The first commercial 5G subscriptions in Europe are expected next year, with the technology set to account for some 30 percent of mobile subscriptions in the region by end of 2024, said the report. Total mobile subscriptions are forecast to rise to 8.9 billion at the end of 2024, up from 5 billion at the end of this year.

Global mobile data traffic, meanwhile, grew 79 percent year-on-year in Q3 2018, the highest rate since 2013. Increased data-traffic-per-smartphone in northeast Asia, above all China, pushed the global figure notably higher, said Ericsson, adding that the region now has the second highest data traffic per smartphone at 7.3GB per month. North America still has the highest data traffic per smartphone, set to reach 8.6GB per month by the end of this year.

“As 5G now hits the market, its coverage build-out and uptake in subscriptions are projected to be faster than for previous generations. At the same time, cellular IoT continues to grow strongly. What we are seeing is the start of fundamental changes that will impact not just the consumer market but many industries,” said Fredrik Jejdling, Ericsson executive vice president and head of business area networks.

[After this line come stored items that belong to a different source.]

//! FFmpeg command lines for video sources.

use std::path::Path;

use crate::error::ConversionError;
use crate::format::OutputFormat;
use crate::task::options::{
    AUDIO_BITRATE, BITRATE, END, FPS, KEEP_ASPECT, QUALITY, RESOLUTION, START,
};
use crate::task::{Bitrate, ConversionTask, Quality, Resolution};

use super::{ffmpeg_prelude, path_arg};

pub const ACCEPTED_OPTIONS: &[&str] = &[
    QUALITY, RESOLUTION, KEEP_ASPECT, BITRATE, AUDIO_BITRATE, FPS, START, END,
];

const GIF_FPS: u32 = 15;
const DEFAULT_AUDIO_BITRATE: Bitrate = Bitrate(192);

pub(super) fn command_args(
    task: &ConversionTask,
    output_path: &Path,
) -> Result<Vec<String>, ConversionError> {
    let options = task.options();
    options.ensure_only(ACCEPTED_OPTIONS, "video")?;
    let quality = options.quality()?.unwrap_or_default().preset();
    let resolution = options.resolution()?;
    let keep_aspect = options.keep_aspect()?;
    let bitrate = options.bitrate(BITRATE)?;
    let audio_bitrate = options.bitrate(AUDIO_BITRATE)?.unwrap_or(DEFAULT_AUDIO_BITRATE);
    let fps = options.bounded_int(FPS, 1, 240)?;
    let clip = options.clip_range()?;

    let mut args = ffmpeg_prelude(task.input_path());
    // Output-side seeking: slower than seeking the input, but frame accurate.
    args.extend(clip.to_ffmpeg());
    let scale = resolution.map(|r| scale_filter(r, keep_aspect));

    if task.output_format() == OutputFormat::Gif {
        let mut filters = vec![format!("fps={}", fps.unwrap_or(GIF_FPS))];
        filters.extend(scale);
        args.push("-vf".to_string());
        args.push(filters.join(","));
        args.extend(["-loop", "0", "-an"].map(String::from));
        args.push(path_arg(output_path));
        return Ok(args);
    }

    if let Some(scale) = scale {
        args.push("-vf".to_string());
        args.push(scale);
    }
    if let Some(fps) = fps {
        args.push("-r".to_string());
        args.push(fps.to_string());
    }

    let video_bitrate = bitrate.unwrap_or_else(|| preset_bitrate(quality));
    let (video_codec, audio_codec) = codecs(task.output_format());

    args.push("-c:v".to_string());
    args.push(video_codec.to_string());
    if video_codec == "libx264" {
        let preset = if quality == Quality::High { "slow" } else { "medium" };
        args.extend(["-preset".to_string(), preset.to_string()]);
        args.extend(["-pix_fmt", "yuv420p"].map(String::from));
    }
    args.push("-b:v".to_string());
    args.push(video_bitrate.to_ffmpeg());

    args.push("-c:a".to_string());
    args.push(audio_codec.to_string());
    args.push("-b:a".to_string());
    args.push(audio_bitrate.to_ffmpeg());

    if task.output_format() == OutputFormat::Mp4 {
        args.extend(["-movflags", "+faststart"].map(String::from));
    }

    args.push(path_arg(output_path));
    Ok(args)
}

fn preset_bitrate(quality: Quality) -> Bitrate {
    match quality {
        Quality::High => Bitrate(8000),
        Quality::Medium => Bitrate(4000),
        _ => Bitrate(1500),
    }
}

fn codecs(format: OutputFormat) -> (&'static str, &'static str) {
    match format {
        OutputFormat::Webm => ("libvpx-vp9", "libopus"),
        OutputFormat::Avi => ("mpeg4", "libmp3lame"),
        // mp4, mkv, mov
        _ => ("libx264", "aac"),
    }
}

fn scale_filter(resolution: Resolution, keep_aspect: bool) -> String {
    if keep_aspect {
        // -2 keeps the height even, which most encoders require.
        format!("scale={}:-2", resolution.width)
    } else {
        format!("scale={}:{}", resolution.width, resolution.height)
    }
}
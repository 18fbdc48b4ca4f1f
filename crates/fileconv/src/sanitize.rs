//! Helpers for trimming data before it enters outcomes or tracing spans.

use std::path::Path;

/// Returns only the filename component of a path (no directory).
///
/// Safe for span fields: reveals the file name without exposing the full path.
pub fn redact_path(path: &Path) -> String {
    path.file_name()
        .and_then(|n| n.to_str())
        .unwrap_or("<unknown>")
        .to_string()
}

/// Keeps the last `limit` characters of tool output.
///
/// Converters print their fatal error last, so the tail is what matters.
/// Cuts on a character boundary and marks the cut with a leading ellipsis.
pub fn truncate_diagnostics(text: &str, limit: usize) -> String {
    let text = text.trim();
    let count = text.chars().count();
    if count <= limit {
        return text.to_string();
    }
    if limit == 0 {
        return String::new();
    }

    let skip = count - (limit - 1);
    let tail: String = text.chars().skip(skip).collect();
    format!("…{}", tail)
}
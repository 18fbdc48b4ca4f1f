//! Shared state of one running batch and the handle callers hold.

use std::sync::{Arc, Mutex, MutexGuard};

use chrono::Utc;
use log::{info, warn};

use crate::error::ConversionError;
use crate::outcome::TaskOutcome;
use crate::progress::{BatchProgressEvent, ProgressReporter};
use crate::report::{EntryState, ResultReport};
use crate::sanitize::redact_path;
use crate::task::ConversionTask;

use super::signal::Signal;
use super::BatchId;

pub(crate) struct BatchState {
    id: BatchId,
    /// Single synchronization point for all outcome bookkeeping.
    report: Mutex<ResultReport>,
    cancel: Signal,
    done: Signal,
    progress: Arc<dyn ProgressReporter>,
}

impl BatchState {
    pub(crate) fn new(report: ResultReport, progress: Arc<dyn ProgressReporter>) -> Self {
        Self {
            id: report.batch_id.clone(),
            report: Mutex::new(report),
            cancel: Signal::new(),
            done: Signal::new(),
            progress,
        }
    }

    pub(crate) fn id(&self) -> &BatchId {
        &self.id
    }

    pub(crate) fn cancel_signal(&self) -> &Signal {
        &self.cancel
    }

    fn lock(&self) -> MutexGuard<'_, ResultReport> {
        // A worker that panicked while holding the lock leaves the report
        // consistent: every mutation is a single method call.
        self.report.lock().unwrap_or_else(|e| e.into_inner())
    }

    /// Marks slot `index` running. Returns false if the slot is already
    /// terminal, in which case the task must not run.
    pub(crate) fn start_task(&self, index: usize, task: &ConversionTask) -> bool {
        let started = self.lock().mark_running(index);
        if started {
            self.progress.report(BatchProgressEvent::TaskStarted {
                batch_id: self.id.clone(),
                task_id: task.id().clone(),
                index,
                filename: redact_path(task.input_path()),
                timestamp: Utc::now(),
            });
        }
        started
    }

    pub(crate) fn finish_task(&self, index: usize, task: &ConversionTask, outcome: TaskOutcome) {
        let recorded = self.lock().record(index, outcome.clone());
        if recorded {
            self.progress.report(BatchProgressEvent::TaskFinished {
                batch_id: self.id.clone(),
                task_id: task.id().clone(),
                index,
                filename: redact_path(task.input_path()),
                outcome,
                timestamp: Utc::now(),
            });
        } else {
            warn!(
                "Batch {}: dropped second outcome for task {}",
                self.id,
                task.id()
            );
        }
    }

    /// Called once after every worker has stopped. Gives leftover slots a
    /// terminal outcome, freezes the report and wakes waiters.
    pub(crate) fn finalize(&self) {
        let cancelled = self.cancel.is_set();
        let mut finished_late = Vec::new();

        let counts = {
            let mut report = self.lock();
            for index in report.unfinished() {
                let entry = &report.entries[index];
                let outcome = match entry.state {
                    EntryState::Pending if cancelled => TaskOutcome::cancelled(Default::default()),
                    _ => TaskOutcome::failed(
                        ConversionError::Internal {
                            message: "worker stopped before the task finished".to_string(),
                        },
                        Default::default(),
                    ),
                };
                finished_late.push((
                    index,
                    entry.task_id.clone(),
                    redact_path(&entry.input_path),
                    outcome.clone(),
                ));
                report.record(index, outcome);
            }
            report.cancel_requested = report.cancel_requested || cancelled;
            report.freeze();
            report.counts
        };

        for (index, task_id, filename, outcome) in finished_late {
            self.progress.report(BatchProgressEvent::TaskFinished {
                batch_id: self.id.clone(),
                task_id,
                index,
                filename,
                outcome,
                timestamp: Utc::now(),
            });
        }

        info!(
            "Batch {} finished: {} succeeded, {} failed, {} cancelled",
            self.id, counts.succeeded, counts.failed, counts.cancelled
        );

        self.progress.report(BatchProgressEvent::BatchFinished {
            batch_id: self.id.clone(),
            counts,
            cancelled,
            timestamp: Utc::now(),
        });

        self.done.set();
    }
}

/// Caller-side handle to a submitted batch. Cheap to clone.
#[derive(Clone)]
pub struct BatchHandle {
    state: Arc<BatchState>,
}

impl BatchHandle {
    pub(crate) fn new(state: Arc<BatchState>) -> Self {
        Self { state }
    }

    pub fn id(&self) -> &BatchId {
        self.state.id()
    }

    /// Snapshot of the report. Never blocks on running tasks.
    pub fn progress(&self) -> ResultReport {
        self.state.lock().clone()
    }

    /// Requests cancellation. Queued tasks will not start and running
    /// processes are stopped. Repeated calls, and calls after the batch
    /// finished, change nothing.
    pub fn cancel(&self) {
        {
            let mut report = self.state.lock();
            if report.finished {
                return;
            }
            report.cancel_requested = true;
        }
        if !self.state.cancel.is_set() {
            info!("Batch {}: cancellation requested", self.state.id);
        }
        self.state.cancel.set();
    }

    pub fn is_finished(&self) -> bool {
        self.state.done.is_set()
    }

    /// Waits until every task has an outcome and returns the final report.
    pub async fn wait(&self) -> ResultReport {
        self.state.done.wait().await;
        self.progress()
    }
}

impl std::fmt::Debug for BatchHandle {
    fn fmt(&self, f: &mut std::fmt::Formatter<'_>) -> std::fmt::Result {
        f.debug_struct("BatchHandle")
            .field("id", self.id())
            .field("finished", &self.is_finished())
            .finish()
    }
}
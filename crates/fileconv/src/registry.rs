//! Capability table mapping (category, output format) to a converter.

use std::collections::BTreeMap;
use std::fmt;

use serde::Serialize;

use crate::config::schema::ToolsConfig;
use crate::error::ConversionError;
use crate::format::{OutputFormat, SourceCategory};

#[derive(Debug, Clone, Copy, PartialEq, Eq, Hash, Serialize)]
#[serde(rename_all = "lowercase")]
pub enum ToolFamily {
    ImageMagick,
    Ffmpeg,
    LibreOffice,
}

impl ToolFamily {
    pub const ALL: [ToolFamily; 3] = [Self::ImageMagick, Self::Ffmpeg, Self::LibreOffice];

    pub fn default_program(&self) -> &'static str {
        match self {
            Self::ImageMagick => "magick",
            Self::Ffmpeg => "ffmpeg",
            Self::LibreOffice if cfg!(windows) => "soffice",
            Self::LibreOffice => "libreoffice",
        }
    }

    /// Argument that makes the program print its version and exit.
    pub fn version_flag(&self) -> &'static str {
        match self {
            Self::ImageMagick | Self::Ffmpeg => "-version",
            Self::LibreOffice => "--version",
        }
    }

    pub fn for_category(category: SourceCategory) -> Self {
        match category {
            SourceCategory::Image => Self::ImageMagick,
            SourceCategory::Video | SourceCategory::Audio => Self::Ffmpeg,
            SourceCategory::Document => Self::LibreOffice,
        }
    }
}

impl fmt::Display for ToolFamily {
    fn fmt(&self, f: &mut fmt::Formatter<'_>) -> fmt::Result {
        match self {
            Self::ImageMagick => write!(f, "imagemagick"),
            Self::Ffmpeg => write!(f, "ffmpeg"),
            Self::LibreOffice => write!(f, "libreoffice"),
        }
    }
}

/// Which adapter variant builds the command line.
#[derive(Debug, Clone, Copy, PartialEq, Eq, Serialize)]
#[serde(rename_all = "lowercase")]
pub enum AdapterKind {
    Image,
    Video,
    Document,
    Audio,
}

impl From<SourceCategory> for AdapterKind {
    fn from(category: SourceCategory) -> Self {
        match category {
            SourceCategory::Image => Self::Image,
            SourceCategory::Video => Self::Video,
            SourceCategory::Document => Self::Document,
            SourceCategory::Audio => Self::Audio,
        }
    }
}

/// How a finished run is judged successful.
#[derive(Debug, Clone, Copy, PartialEq, Eq, Serialize)]
#[serde(rename_all = "snake_case")]
pub enum SuccessSignal {
    /// Exit status 0 is enough.
    ExitCode,
    /// Exit status 0 and the expected output file exists.
    ExitCodeAndOutput,
}

#[derive(Debug, Clone, PartialEq, Eq, Serialize)]
#[serde(rename_all = "camelCase")]
pub struct CapabilityDescriptor {
    pub category: SourceCategory,
    pub format: OutputFormat,
    pub adapter: AdapterKind,
    pub tool: ToolFamily,
    pub program: String,
    /// Arguments placed in front of the generated ones.
    pub extra_args: Vec<String>,
    pub success: SuccessSignal,
}

impl CapabilityDescriptor {
    /// Descriptor using the tool's default program and no extra arguments.
    pub fn new(category: SourceCategory, format: OutputFormat) -> Self {
        let tool = ToolFamily::for_category(category);
        Self {
            category,
            format,
            adapter: AdapterKind::from(category),
            tool,
            program: tool.default_program().to_string(),
            extra_args: Vec::new(),
            success: SuccessSignal::ExitCodeAndOutput,
        }
    }

    pub fn with_program(mut self, program: impl Into<String>) -> Self {
        self.program = program.into();
        self
    }
}

/// Fixed lookup table of supported conversions.
///
/// Built once and never modified afterwards; share it behind an `Arc`.
#[derive(Debug, Clone, Default)]
pub struct ConverterRegistry {
    descriptors: BTreeMap<(SourceCategory, OutputFormat), CapabilityDescriptor>,
}

impl ConverterRegistry {
    /// Registers every category/format pair whose tool is enabled.
    pub fn from_config(tools: &ToolsConfig) -> Self {
        let mut descriptors = Vec::new();

        for category in SourceCategory::ALL {
            let family = ToolFamily::for_category(category);
            let tool = tools.get(family);
            if !tool.enabled {
                log::debug!("{} disabled, skipping {} conversions", family, category);
                continue;
            }

            let success = if tool.require_output {
                SuccessSignal::ExitCodeAndOutput
            } else {
                SuccessSignal::ExitCode
            };

            for &format in category.output_formats() {
                descriptors.push(CapabilityDescriptor {
                    category,
                    format,
                    adapter: AdapterKind::from(category),
                    tool: family,
                    program: tools.program(family),
                    extra_args: tool.extra_args.clone(),
                    success,
                });
            }
        }

        Self::from_descriptors(descriptors)
    }

    /// Later descriptors replace earlier ones for the same pair.
    pub fn from_descriptors(descriptors: impl IntoIterator<Item = CapabilityDescriptor>) -> Self {
        let descriptors = descriptors
            .into_iter()
            .map(|d| ((d.category, d.format), d))
            .collect();
        Self { descriptors }
    }

    pub fn resolve(
        &self,
        category: SourceCategory,
        format: OutputFormat,
    ) -> Result<&CapabilityDescriptor, ConversionError> {
        self.descriptors
            .get(&(category, format))
            .ok_or(ConversionError::UnsupportedConversion { category, format })
    }

    pub fn supports(&self, category: SourceCategory, format: OutputFormat) -> bool {
        self.descriptors.contains_key(&(category, format))
    }

    /// All registered descriptors, ordered by category then format.
    pub fn conversions(&self) -> impl Iterator<Item = &CapabilityDescriptor> {
        self.descriptors.values()
    }

    pub fn len(&self) -> usize {
        self.descriptors.len()
    }

    pub fn is_empty(&self) -> bool {
        self.descriptors.is_empty()
    }
}
use std::path::PathBuf;
use std::time::Duration;

use serde::Serialize;
use thiserror::Error;

use crate::format::{OutputFormat, SourceCategory};
use crate::orchestrator::BatchId;

#[derive(Error, Debug)]
pub enum FileconvError {
    #[error("Configuration error: {0}")]
    Config(#[from] ConfigError),

    #[error("Task error: {0}")]
    Task(#[from] TaskError),

    #[error("Batch error: {0}")]
    Batch(#[from] BatchError),

    #[error("Scan error: {0}")]
    Scan(#[from] ScanError),

    #[error("Logging setup failed: {0}")]
    Logging(String),
}

#[derive(Error, Debug)]
pub enum ConfigError {
    #[error("Failed to read config file '{path}': {source}")]
    ReadFile {
        path: PathBuf,
        #[source]
        source: std::io::Error,
    },

    #[error("Failed to parse config JSON: {0}")]
    ParseJson(#[from] serde_json::Error),

    #[error("Config validation failed: {message}")]
    Validation { message: String },

    #[error("Schema validation failed: {errors}")]
    SchemaValidation { errors: String },
}

/// Rejections raised while building a [`crate::task::ConversionTask`].
#[derive(Error, Debug)]
pub enum TaskError {
    #[error("Input file '{0}' does not exist")]
    InputNotFound(PathBuf),

    #[error("Input '{0}' is not a regular file")]
    NotAFile(PathBuf),

    #[error("Failed to open input '{path}': {source}")]
    InputUnreadable {
        path: PathBuf,
        #[source]
        source: std::io::Error,
    },

    #[error("Cannot determine the file category of '{0}'")]
    UnknownCategory(PathBuf),

    #[error("Unknown output format '{0}'")]
    UnknownFormat(String),

    #[error("{category} files cannot be converted to {format}")]
    UnsupportedOutputFormat {
        category: SourceCategory,
        format: OutputFormat,
    },

    #[error("Malformed option '{0}', expected key=value")]
    MalformedOption(String),
}

/// Failures of the batch API itself. Per-task problems never show up here.
#[derive(Error, Debug)]
pub enum BatchError {
    #[error("Cannot submit an empty batch")]
    EmptyBatch,

    #[error("Concurrency limit must be at least 1")]
    InvalidConcurrency,

    #[error("Unknown batch: {0}")]
    UnknownBatch(BatchId),

    #[error("Batches must be submitted from within a Tokio runtime")]
    RuntimeUnavailable,
}

#[derive(Error, Debug)]
pub enum ScanError {
    #[error("Input path '{0}' does not exist")]
    NotFound(PathBuf),

    #[error("Directory scan failed for '{path}': {source}")]
    Walk {
        path: PathBuf,
        #[source]
        source: walkdir::Error,
    },
}

/// Per-task failure recorded inside a [`crate::outcome::TaskOutcome`].
#[derive(Error, Debug, Clone, PartialEq, Serialize)]
#[serde(tag = "kind", rename_all = "snake_case", rename_all_fields = "camelCase")]
pub enum ConversionError {
    #[error("No converter available for {category} -> {format}")]
    UnsupportedConversion {
        category: SourceCategory,
        format: OutputFormat,
    },

    #[error("Invalid option '{key}': {reason}")]
    InvalidOptions { key: String, reason: String },

    #[error("{tool} failed ({}): {diagnostics}", exit_label(.exit_code))]
    ExternalToolFailure {
        tool: String,
        exit_code: Option<i32>,
        diagnostics: String,
    },

    #[error("{tool} exceeded its deadline of {}ms", millis(.deadline))]
    Timeout {
        tool: String,
        #[serde(rename = "deadlineMs", serialize_with = "crate::outcome::serialize_millis")]
        deadline: Duration,
    },

    #[error("Output file already exists: {}", .path.display())]
    OutputExists { path: PathBuf },

    #[error("Filesystem error at '{}': {message}", .path.display())]
    Io { path: PathBuf, message: String },

    #[error("Internal error: {message}")]
    Internal { message: String },
}

impl ConversionError {
    /// Whether a fresh attempt of the same invocation could plausibly succeed.
    pub fn is_retryable(&self) -> bool {
        matches!(self, Self::ExternalToolFailure { .. })
    }

    pub(crate) fn io(path: impl Into<PathBuf>, err: std::io::Error) -> Self {
        Self::Io {
            path: path.into(),
            message: err.to_string(),
        }
    }
}

fn exit_label(code: &Option<i32>) -> String {
    match code {
        Some(code) => format!("exit code {}", code),
        None => "terminated by signal".to_string(),
    }
}

fn millis(duration: &Duration) -> u128 {
    duration.as_millis()
}

pub type Result<T> = std::result::Result<T, FileconvError>;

Ericsson states that the total number of mobile subscriptions was around 7.9 billion in Q3 2018, with 120 million new subscriptions added during the quarter.  The number of mobile subscriptions grew at 3 percent year-on-year and currently totals 7.9 billion. China had the most net additions during the quarter (+37 million), followed by India (+31 million) and Indonesia (+13 million). The high subscription growth in China continues from Q1 and Q2, and is likely the result of intense competition among communications service providers.

The number of mobile broadband subscriptions is growing at 15 percent year-on-year, increasing by 240 million in Q3 2018. The total is now 5.7 billion.

Mobile subscriptions Q3 2018 (million)



7 thoughts on “Ericsson: Global 5G subs to reach 1.5 billion by 2024; mobile broadband subs growing 15% YoY

  1. Ericsson says 5G is going to have the fastest rollout of any cellular generation in history, ultimately going mass market in 2020 thanks to chipset improvements. Thanks to both demand and supply, Ericsson believes that 5G will be available to 40 percent of the world’s population by the end of 2024 — history’s quickest global cellular build-out, beating even LTE.

    Does anyone really believe that considering the early state of IMT 2020 standards with no standards for VRAN/CloudRAN, network slicing, scheduling, etc?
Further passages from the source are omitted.